- Born: January 24, 1918 Chicago, Illinois, United States
- Died: September 28, 1972 Patna, India
- Occupation: Educationist
- Congregations served: Society of Jesus
- Title: Father

= Gordon Murphy =

Fr. Gordon Edward Murphy SJ was an American Jesuit priest, missionary in India.

==Biography==
Fr. Murphy was born in Chicago on January 24, 1918 to Joseph and Ella Murphy. His family was of Irish descent. His younger brother Robert J Murphy SJ was also a Jesuit priest and Associate Pastor of Cathedral of Christ the King in Lexington, KY, USA.
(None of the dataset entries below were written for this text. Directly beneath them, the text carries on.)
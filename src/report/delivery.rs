use serde::Serialize;

use crate::filter::TicketFilter;
use crate::models::{AnnotatedTicket, Project, Team};

/// Points-delivery rollup for one team
#[derive(Debug, Clone, Serialize)]
pub struct Delivery {
    pub team: String,
    pub planned: f64,
    pub completed: f64,
    /// completed/planned, rounded to the nearest integer percent; 0 when
    /// nothing is planned
    pub percent: u32,
}

fn percent(completed: f64, planned: f64) -> u32 {
    if planned <= 0.0 {
        return 0;
    }
    (completed / planned * 100.0).round() as u32
}

/// Per-team delivery. Project-level aggregates are used when available, but
/// they can be stale: with a date filter active they describe the wrong
/// window, and an aggregate of exactly 0 means upstream has not computed it
/// yet. In both cases the ticket-level point sums are the source of truth.
pub fn delivery_by_team(
    teams: &[Team],
    tickets: &[AnnotatedTicket],
    projects: &[Project],
    date_filtered: bool,
) -> Vec<Delivery> {
    teams
        .iter()
        .map(|team| {
            let aggregate_planned: f64 = projects
                .iter()
                .filter(|p| p.team_id == Some(team.id))
                .map(|p| p.planned_points)
                .sum();
            let aggregate_completed: f64 = projects
                .iter()
                .filter(|p| p.team_id == Some(team.id))
                .map(|p| p.completed_points)
                .sum();

            let (planned, completed) = if date_filtered || aggregate_planned == 0.0 {
                let mine = TicketFilter::new().team(team).apply(tickets, projects);
                let planned: f64 = mine.iter().map(|t| t.ticket.delivery_points).sum();
                let completed: f64 = mine
                    .iter()
                    .filter(|t| t.is_done())
                    .map(|t| t.ticket.delivery_points)
                    .sum();
                (planned, completed)
            } else {
                (aggregate_planned, aggregate_completed)
            };

            Delivery {
                team: team.name.clone(),
                planned,
                completed,
                percent: percent(completed, planned),
            }
        })
        .collect()
}
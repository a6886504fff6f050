//! Tolerant decoding of upstream fetch-layer records
//!
//! The upstream trackers disagree on casing: the same field arrives as
//! `deliveryPoints`, `delivery_points`, or `DeliveryPoints` depending on
//! which service produced the record. Every field is probed camelCase first,
//! then snake_case, then PascalCase, then defaults. Collections arrive as a
//! bare JSON array or wrapped in an `{"items": [...]}` envelope.
//!
//! Decoding is all-or-nothing per snapshot: one malformed record fails the
//! whole decode, matching the page-level join that either has every
//! collection or renders nothing.

use serde_json::Value;
use thiserror::Error;

use crate::models::{Movement, Project, RawField, Team, Ticket};
use crate::utils::parse_ts;

#[derive(Debug, Error)]
pub enum IngestError {
    #[error("invalid JSON document: {0}")]
    BadDocument(#[from] serde_json::Error),
    #[error("expected an array or an items envelope in section '{0}'")]
    NotACollection(String),
    #[error("{kind} record missing id: {record}")]
    MissingId { kind: &'static str, record: String },
    #[error("{kind} record is not an object: {record}")]
    NotAnObject { kind: &'static str, record: String },
}

/// Probe an object for the first present, non-null field among `names`
fn pick<'a>(value: &'a Value, names: &[&str]) -> Option<&'a Value> {
    for name in names {
        match value.get(name) {
            Some(Value::Null) | None => continue,
            Some(v) => return Some(v),
        }
    }
    None
}

fn pick_str(value: &Value, names: &[&str]) -> Option<String> {
    pick(value, names).and_then(|v| v.as_str()).map(|s| s.to_string())
}

fn pick_i64(value: &Value, names: &[&str]) -> Option<i64> {
    pick(value, names).and_then(|v| v.as_i64())
}

fn pick_f64(value: &Value, names: &[&str]) -> f64 {
    pick(value, names).and_then(|v| v.as_f64()).unwrap_or(0.0)
}

fn pick_u8(value: &Value, names: &[&str]) -> u8 {
    pick(value, names)
        .and_then(|v| v.as_u64())
        .and_then(|n| u8::try_from(n).ok())
        .unwrap_or(0)
}

fn pick_bool(value: &Value, names: &[&str]) -> bool {
    pick(value, names).and_then(|v| v.as_bool()).unwrap_or(false)
}

/// Raw status/priority field: keep integers and strings as-is, drop the rest
fn pick_raw(value: &Value, names: &[&str]) -> Option<RawField> {
    match pick(value, names)? {
        Value::Number(n) => n.as_i64().map(RawField::Int),
        Value::String(s) => Some(RawField::Text(s.clone())),
        _ => None,
    }
}

/// Timestamp field: ISO8601 strings or already-epoch integers
fn pick_date(value: &Value, names: &[&str]) -> Option<i64> {
    match pick(value, names)? {
        Value::String(s) => parse_ts(s),
        Value::Number(n) => n.as_i64(),
        _ => None,
    }
}

/// Unwrap a collection: a bare array, or an `{"items": [...]}` envelope
pub fn items<'a>(value: &'a Value, section: &str) -> Result<&'a Vec<Value>, IngestError> {
    if let Value::Array(arr) = value {
        return Ok(arr);
    }
    if let Some(Value::Array(arr)) = value.get("items") {
        return Ok(arr);
    }
    Err(IngestError::NotACollection(section.to_string()))
}

fn require_object<'a>(
    value: &'a Value,
    kind: &'static str,
) -> Result<&'a Value, IngestError> {
    if value.is_object() {
        Ok(value)
    } else {
        Err(IngestError::NotAnObject {
            kind,
            record: value.to_string(),
        })
    }
}

fn require_id(value: &Value, kind: &'static str) -> Result<i64, IngestError> {
    pick_i64(value, &["id", "Id", "ID"]).ok_or_else(|| IngestError::MissingId {
        kind,
        record: value.to_string(),
    })
}

pub fn ticket_from_value(value: &Value) -> Result<Ticket, IngestError> {
    let value = require_object(value, "ticket")?;
    let id = require_id(value, "ticket")?;
    Ok(Ticket {
        id,
        title: pick_str(value, &["title", "summary", "Title"]).unwrap_or_default(),
        raw_status: pick_raw(value, &["status", "Status"]),
        raw_priority: pick_raw(value, &["priority", "Priority"]),
        project_id: pick_i64(value, &["projectId", "project_id", "ProjectId"]),
        epic_key: pick_str(value, &["epicKey", "epic_key", "EpicKey"]),
        key: pick_str(value, &["jiraKey", "jira_key", "JiraKey", "key"]),
        assignee: pick_str(value, &["assignedTo", "assigned_to", "AssignedTo", "assignee"]),
        team: pick_str(value, &["team", "teamName", "team_name", "Team"]),
        issue_type: pick_str(value, &["issueType", "issue_type", "IssueType", "type"]),
        delivery_points: pick_f64(value, &["deliveryPoints", "delivery_points", "DeliveryPoints"]),
        complexity: pick_u8(value, &["complexity", "Complexity"]),
        risk: pick_u8(value, &["risk", "Risk"]),
        created_at: pick_date(value, &["createdAt", "created_at", "CreatedAt"]),
        updated_at: pick_date(
            value,
            &["updatedAt", "updated_at", "UpdatedAt", "jiraUpdatedAt", "jira_updated_at"],
        ),
        resolved_at: pick_date(value, &["resolvedAt", "resolved_at", "ResolvedAt"]),
        is_rollback: pick_bool(value, &["isRollback", "is_rollback", "IsRollback"]),
    })
}

pub fn team_from_value(value: &Value) -> Result<Team, IngestError> {
    let value = require_object(value, "team")?;
    let id = require_id(value, "team")?;
    let members = pick(value, &["members", "Members"])
        .and_then(|v| v.as_array())
        .map(|arr| {
            arr.iter()
                .filter_map(|m| m.as_str())
                .map(|m| m.to_string())
                .collect()
        })
        .unwrap_or_default();
    Ok(Team {
        id,
        name: pick_str(value, &["name", "Name"]).unwrap_or_default(),
        key_prefix: pick_str(value, &["keyPrefix", "key_prefix", "KeyPrefix"]),
        lead: pick_str(value, &["lead", "Lead"]),
        members,
    })
}

pub fn project_from_value(value: &Value) -> Result<Project, IngestError> {
    let value = require_object(value, "project")?;
    let id = require_id(value, "project")?;
    Ok(Project {
        id,
        name: pick_str(value, &["name", "Name"]).unwrap_or_default(),
        key: pick_str(value, &["jiraKey", "jira_key", "JiraKey", "key"]),
        team_id: pick_i64(value, &["teamId", "team_id", "TeamId"]),
        planned_points: pick_f64(value, &["plannedPoints", "planned_points", "PlannedPoints"]),
        completed_points: pick_f64(
            value,
            &["completedPoints", "completed_points", "CompletedPoints"],
        ),
    })
}

pub fn movement_from_value(value: &Value) -> Result<Movement, IngestError> {
    let value = require_object(value, "movement")?;
    Ok(Movement {
        ticket_key: pick_str(value, &["ticketKey", "ticket_key", "TicketKey", "jiraKey"])
            .unwrap_or_default(),
        from_level: pick_raw(value, &["fromLevel", "from_level", "FromLevel"]),
        to_level: pick_raw(value, &["toLevel", "to_level", "ToLevel"]),
        moved_at: pick_date(value, &["movedAt", "moved_at", "MovedAt", "createdAt"]),
        justification: pick_str(value, &["justification", "Justification"]),
        is_rollback: pick_bool(value, &["isRollback", "is_rollback", "IsRollback"]),
    })
}

/// Everything one page activation works from
#[derive(Debug, Default)]
pub struct Snapshot {
    pub teams: Vec<Team>,
    pub projects: Vec<Project>,
    pub tickets: Vec<Ticket>,
    pub movements: Vec<Movement>,
}

fn decode_section<T>(
    document: &Value,
    section: &str,
    decode: fn(&Value) -> Result<T, IngestError>,
) -> Result<Vec<T>, IngestError> {
    match document.get(section) {
        Some(value) => items(value, section)?.iter().map(decode).collect(),
        None => Ok(Vec::new()),
    }
}

/// Decode a full snapshot document. Sections are optional; a present but
/// malformed section fails the whole decode.
pub fn snapshot_from_str(raw: &str) -> Result<Snapshot, IngestError> {
    let document: Value = serde_json::from_str(raw)?;
    Ok(Snapshot {
        teams: decode_section(&document, "teams", team_from_value)?,
        projects: decode_section(&document, "projects", project_from_value)?,
        tickets: decode_section(&document, "tickets", ticket_from_value)?,
        movements: decode_section(&document, "movements", movement_from_value)?,
    })
}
Fr. Murphy entered the Society of Jesus on September 1, 1939. He came to India in 1947 with five other fellow Jesuits. He initially worked in Chuhari and Mokamah in Bihar. He went to Pune in 1948 and then Kurseong to study theology. After ordination and final year of theology, he completed his tertianship in Hazaribagh, Bihar (now in Jharkhand) and was later assigned to St. Xavier's High School, Patna as vice-principal. After Fr. Niesen moved to Nepal, Fr. Murphy became the principal of St. Xavier's High School, Patna, which was a school of about six hundred students at the time. Fr. Murphy had exceptional talent in organization and in dealing with people. He had a remarkable memory that became legendary at St. Xavier's and in Patna. Under his administration St. Xavier's High School, Patna grew both in size and in reputation. Fr. Murphy became a byword for Christian education throughout the state of Bihar and beyond. He established himself as a valued consultant in Jesuit education and was also frequently consulted by government organisations.

Fr. Murphy had keen interest in dramatics. He worked with students on many productions at St. Xavier's, including dramatisation of Caine Mutiny Court Martial. In spite of a very busy work schedule, Fr. Murphy regularly joined the students of St. Xavier's on their annual school tours.

In 1968, St Michael's High School, which was run by the Irish Christian Brothers for past 74 years, came under Jesuit administration. St. Michael's was to be staffed by Jesuits drawn from St. Xavier's and other Jesuit schools. After being at St. Xavier's for nearly 20 years (most of which as its principal), Fr. Murphy took charge of St. Michael's as its new principal.

Fr. Murphy had a mild heart attack in 1969. In early September 1972, he was hospitalised after being unwell. After being in the hospital for few weeks, Fr. Murphy died on September 28, 1972. His funeral mass drew one of the largest crowd in Patna's history.

== Bibliography ==
- Jim Cox SJ: We Band of Brothers- Volume 1, The Patna Jesuit Society, Patna, 1994.